Sorry as it’s a debug utility I had set it to Private. It is now published http://godshillnewforest.net/mla-pdf-debug.
Looking at the error items there are are 5. Looking at the PDFs there are 5 that were all produced by the Epson scan. So based on they both have 5 files maybe it is the Epson Scan that produces odd PDFs? I have left all the pdfs on the web site.
Must admit I do need a good PDF meta data editing application so suggestions welcomed.
Thanks for making the debug page available and for your excellent detective work. I downloaded and tested the five Epson scan documents and they were the cause of the problem.
All of those documents have binary zeroes in the CreateDate and ModifyDate fields. That caused the XMP parser to fail, leaving bad data in the array that MLA uses to access the data. The bad data caused the PHP Warning message.
I have updated the code to discard damaged data and avoid the message. I also added a fix to remove the binary zeroes so the rest of the data can be accessed without errors.
I also tried opening the documents in Adobe Acrobat and Adobe Reader DC and then saving them with a different file name. The saved files do not have the binary zeroes that caused the problem. If you use either program and open the File menu “Properties…” window you can edit the metadata easily.
I have uploaded a new MLA Development Version dates 20151102 that contains the fixes. You can find step-by-step instructions for using the Development Version in this earlier topic:
MLA errors when using plugin
If you get a chance to try the Development Version please let me know how it works for you. I will leave this topic unresolved until the fixes go out in the next MLA version. Thanks for helping me find and fix this issue.
David,
Hi just uploaded the Development version and the debug-pdf page http://godshillnewforest.net/mla-pdf-debug works just fine.
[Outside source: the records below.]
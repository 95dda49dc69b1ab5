//! # Credential Registrar
//!
//! Writes the three key material fields for one service "atomically": the
//! vault has no transactions, so atomicity means write in order, remember
//! what landed, and delete it all again if a later write fails.
//!
//! Rollback is best-effort. A delete that fails during cleanup is logged at
//! `warn` and reported in [`BorgError::PartialWrite::leaked`]; it never
//! replaces the write error. After a leaked rollback, call
//! [`CredentialRegistrar::verify`] before reusing the service name.
//!
//! ## Concurrency
//!
//! No locking. Two concurrent `register` calls for the same service can
//! interleave their fields. Callers serialise registration per identity.

use crate::config::{PRIVATE_KEY_LENGTH, PUBLIC_KEY_LENGTH};
use crate::crypto::keys::{decode_hex_array, BorgKeypair};
use crate::crypto::ss58;
use crate::error::{BorgError, BorgResult};
use crate::vault::store::{KeyField, KeyMaterialStore};

/// Presence report from [`CredentialRegistrar::verify`].
#[derive(Debug, Clone, PartialEq, Eq)]
pub struct FieldPresence {
    pub present: Vec<KeyField>,
    pub missing: Vec<KeyField>,
}

impl FieldPresence {
    /// All three fields are present.
    pub fn is_complete(&self) -> bool {
        self.missing.is_empty()
    }

    /// No field is present.
    pub fn is_empty(&self) -> bool {
        self.present.is_empty()
    }

    /// Some but not all fields are present: a leaked partial write.
    pub fn is_partial(&self) -> bool {
        !self.is_complete() && !self.is_empty()
    }
}

/// Sole writer of key material records.
#[derive(Debug)]
pub struct CredentialRegistrar<S> {
    store: S,
}

impl<S: KeyMaterialStore> CredentialRegistrar<S> {
    pub fn new(store: S) -> Self {
        Self { store }
    }

    pub fn store(&self) -> &S {
        &self.store
    }

    /// Store `private_key`, `public_key` and `address` under `service_name`.
    ///
    /// Input formats are checked before the first write. Re-registering
    /// with identical arguments overwrites with identical values.
    pub fn register(
        &self,
        service_name: &str,
        private_key_hex: &str,
        public_key_hex: &str,
        address: &str,
    ) -> BorgResult<()> {
        check_format(private_key_hex, public_key_hex, address)?;

        let fields = [
            (KeyField::PrivateKey, private_key_hex),
            (KeyField::PublicKey, public_key_hex),
            (KeyField::Address, address),
        ];
        self.write_all(service_name, &fields)?;

        tracing::info!(service_name, address, "key material registered");
        Ok(())
    }

    /// Convenience wrapper taking a keypair.
    pub fn register_keypair(&self, service_name: &str, keypair: &BorgKeypair) -> BorgResult<()> {
        self.register(
            service_name,
            &keypair.private_key_hex(),
            &keypair.public_key_hex(),
            keypair.address(),
        )
    }

    /// Write fields in order with rollback. Also used by service migration
    /// for its extra `borg_id` field.
    pub(crate) fn write_all(&self, service_name: &str, fields: &[(KeyField, &str)]) -> BorgResult<()> {
        let mut written: Vec<KeyField> = Vec::with_capacity(fields.len());

        for (field, value) in fields {
            if let Err(source) = self.store.set(service_name, *field, value) {
                let (rolled_back, leaked) = self.rollback(service_name, &written);
                tracing::error!(
                    service_name,
                    failed_field = %field,
                    error = %source,
                    rolled_back = ?rolled_back,
                    leaked = ?leaked,
                    "key material write failed"
                );
                return Err(BorgError::PartialWrite {
                    service_name: service_name.to_string(),
                    failed_field: *field,
                    source,
                    rolled_back,
                    leaked,
                });
            }
            written.push(*field);
        }
        Ok(())
    }

    /// Delete every field in `written`, in reverse. Returns (deleted, leaked).
    fn rollback(&self, service_name: &str, written: &[KeyField]) -> (Vec<KeyField>, Vec<KeyField>) {
        let mut rolled_back = Vec::new();
        let mut leaked = Vec::new();
        for field in written.iter().rev() {
            match self.store.delete(service_name, *field) {
                Ok(()) => rolled_back.push(*field),
                Err(e) => {
                    tracing::warn!(
                        service_name,
                        field = %field,
                        error = %e,
                        "rollback delete failed; partial key material leaked"
                    );
                    leaked.push(*field);
                }
            }
        }
        (rolled_back, leaked)
    }

    /// Read back the three fields and report which are present.
    pub fn verify(&self, service_name: &str) -> BorgResult<FieldPresence> {
        let mut present = Vec::new();
        let mut missing = Vec::new();
        for field in KeyField::REQUIRED {
            if self.store.get(service_name, field)?.is_some() {
                present.push(field);
            } else {
                missing.push(field);
            }
        }
        Ok(FieldPresence { present, missing })
    }
}

fn check_format(private_key_hex: &str, public_key_hex: &str, address: &str) -> BorgResult<()> {
    decode_hex_array::<PRIVATE_KEY_LENGTH>(private_key_hex).map_err(|reason| {
        BorgError::InvalidKeyFormat {
            field: KeyField::PrivateKey,
            reason,
        }
    })?;
    decode_hex_array::<PUBLIC_KEY_LENGTH>(public_key_hex).map_err(|reason| {
        BorgError::InvalidKeyFormat {
            field: KeyField::PublicKey,
            reason,
        }
    })?;
    ss58::decode(address).map_err(|e| BorgError::InvalidKeyFormat {
        field: KeyField::Address,
        reason: e.to_string(),
    })?;
    Ok(())
}

#[cfg(test)]
mod tests {
    use super::*;
    use crate::identity::derivation::derive_from_dna_hash;
    use crate::vault::store::InMemoryKeyStore;

    fn alice() -> BorgKeypair {
        derive_from_dna_hash(&"a".repeat(64), 42).unwrap()
    }

    #[test]
    fn register_writes_all_three_fields() {
        let registrar = CredentialRegistrar::new(InMemoryKeyStore::new());
        let kp = alice();
        registrar.register_keypair("svc", &kp).unwrap();

        let store = registrar.store();
        assert_eq!(store.get("svc", KeyField::PrivateKey).unwrap(), Some(kp.private_key_hex()));
        assert_eq!(store.get("svc", KeyField::PublicKey).unwrap(), Some(kp.public_key_hex()));
        assert_eq!(store.get("svc", KeyField::Address).unwrap().as_deref(), Some(kp.address()));
        assert!(registrar.verify("svc").unwrap().is_complete());
    }

    #[test]
    fn register_is_idempotent() {
        let registrar = CredentialRegistrar::new(InMemoryKeyStore::new());
        let kp = alice();
        registrar.register_keypair("svc", &kp).unwrap();
        let once = registrar.store().len();
        registrar.register_keypair("svc", &kp).unwrap();
        assert_eq!(registrar.store().len(), once);
        assert_eq!(
            registrar.store().get("svc", KeyField::PublicKey).unwrap(),
            Some(kp.public_key_hex())
        );
    }

    #[test]
    fn malformed_input_never_reaches_store() {
        let registrar = CredentialRegistrar::new(InMemoryKeyStore::new());
        let kp = alice();
        let err = registrar
            .register("svc", &kp.private_key_hex()[1..], &kp.public_key_hex(), kp.address())
            .unwrap_err();
        assert!(matches!(
            err,
            BorgError::InvalidKeyFormat { field: KeyField::PrivateKey, .. }
        ));
        assert!(registrar.store().is_empty());
    }

    #[test]
    fn verify_reports_partial_state() {
        let registrar = CredentialRegistrar::new(InMemoryKeyStore::new());
        registrar.store().set("svc", KeyField::PrivateKey, "00").unwrap();
        let presence = registrar.verify("svc").unwrap();
        assert!(presence.is_partial());
        assert_eq!(presence.missing, vec![KeyField::PublicKey, KeyField::Address]);
    }
}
Many thanks for a speedy fix.
Paul
PS have you ever considered doing for Posts what MLA does for media??
PPS on a wider topic it is a shame that the ww.wp.xz.cn does not readily allow us users to easily provide links to show others what MLA can do.
David, There’s another possible rogue PDF – it’s this one 2015-04-00-Annual-Parish-Meeting-Agendav2.pdf
which on the debug page displays this info
array ( ‘PDF_Version’ => ‘PDF-1.6’, ‘PDF_VersionNumber’ => ‘1.6’, ‘xmptk’ => ‘Adobe XMP Core 5.2-c001 63.139439, 2010/09/27-13:37:26 ‘, ‘DocumentID’ => ‘uuid:5bebe852-b1e9-468a-913b-3593adcb788c’, ‘InstanceID’ => ‘uuid:edb49045-190f-4243-962c-b2379d7cec45’, ‘xmlns’ => ‘(ARRAY)’, ‘xmpMM’ => ‘(ARRAY)’, )
However, whenever we look at it on the desktop using Adobe reader, Cute PDF, FoxIt Reader, PDF-Info it shows a valid Title and author details.
Are the details there or are the just not being read by mla?
After a lot to-ing and fro-ing using almost all the online and desktop pdf editing tools available it seems that only the online https://www.cutepdf-editor.com/edit.asp is able to consistently produce readable files with updated meta data (see v5-2 and v6) as opposed to the others.
As a slightly more controlled test I downloaded 2015-04-00-Annual-Parish-Meeting-Agendav4.pdf loaded it into CutePDF-editor and ONLY changed the layout from default to single page ie I did not change the meta-data at all, saved the file and uploaded it to become 2015-04-00-Annual-Parish-Meeting-Agendav4-1.pdf which now displays the meta data including the correct producer that it contained all along…
I leave the pdfs on the web site for you!!
Thanks for your updates and for the new and interesting document samples. Thanks as well for all the testing you’ve done on different editing tools.
I downloaded and tested all eight 2015-04-00-Annual-Parish-Meeting-Agenda ... documents. They were very useful and allowed me to find and fix a couple of additional issues with the PDF and XMP metadata processing. Thank you!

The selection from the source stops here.